I test my standalone WEB application on VPS.
And when I monitored the list of active connection on port 80 (this is my port listening),
I’ve seen many (about 200) connections from one unknown (SPAM!) subnet.
So, I included the simple check when session opens - each session checks ‘Self.remoteaddress’,
and if it is in this spam subnet, then the method ‘self.quit’ runs.
But this had no effect!
When I check ‘netstat -tanp | grep 80’ - the list of connection grows more and more…
Is this a bag? How I can KILL session?
My application has no any GUI elements, it is the service…

Is the app compiled and running as a CGI ?

Your firewall should help protect you from that.

Perhaps the same issue I have here: https://forum.xojo.com/6224-websession-not-quitting

Can you compile with 2012r2.1 and try that? That worked fine for me.

Unfortunately I don’t have a solution for the latest versions of Xojo. If you read my post, you’ll see that the webapp works fine initially, then something triggers the problem and websessions stop automatically quitting or responding to the session.quit command.

If you post your findings it may help us isolate the problem.
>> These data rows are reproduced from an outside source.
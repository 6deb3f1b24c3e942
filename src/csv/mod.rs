//! CSV utilities for encoding and parsing

mod encoder;
mod parser;

pub use encoder::CsvEncoder;
pub use parser::CsvParser;

/// Field delimiter of the emitted CSV
pub const DELIMITER: u8 = b',';
/// Quote character of the emitted CSV
pub const QUOTE: u8 = b'"';
/// Record terminator of the emitted CSV
pub const LINE_ENDING: &[u8] = b"\n";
FYI I am using Centos/Apache/CGI.

Thanks for help )

  1. My application is STANDALONE
  2. I obviously can set specific firewall rules without problems… BUT this decision does not answer - WHY I CAN NOT KILL the session in my XOJO program ?? XOJO is good instrument, but it costs some money, and I want use its functions without problems!

If you’re getting hit with lots of spam connections, they may be getting created faster than you can quit them… but you say that your app has no GUI, so when someone connects to your app, what URL do they use? (I’m primarily interested in the URI actually if you don’t want to give away your domain or IP address, that’s okay)

Greg, you are right… These connections created very fast !
Can I quit sessions more quick ?
As for URL, these spammers use my IP address
Thank you

Right, but what’s the rest of the URL? /special/… Or /API/…?

If not, you should look into App.HandleSpecialURL, which is designed especially for non-GUI connections. It avoids all of the overhead of HTML, CSS and JavaScript.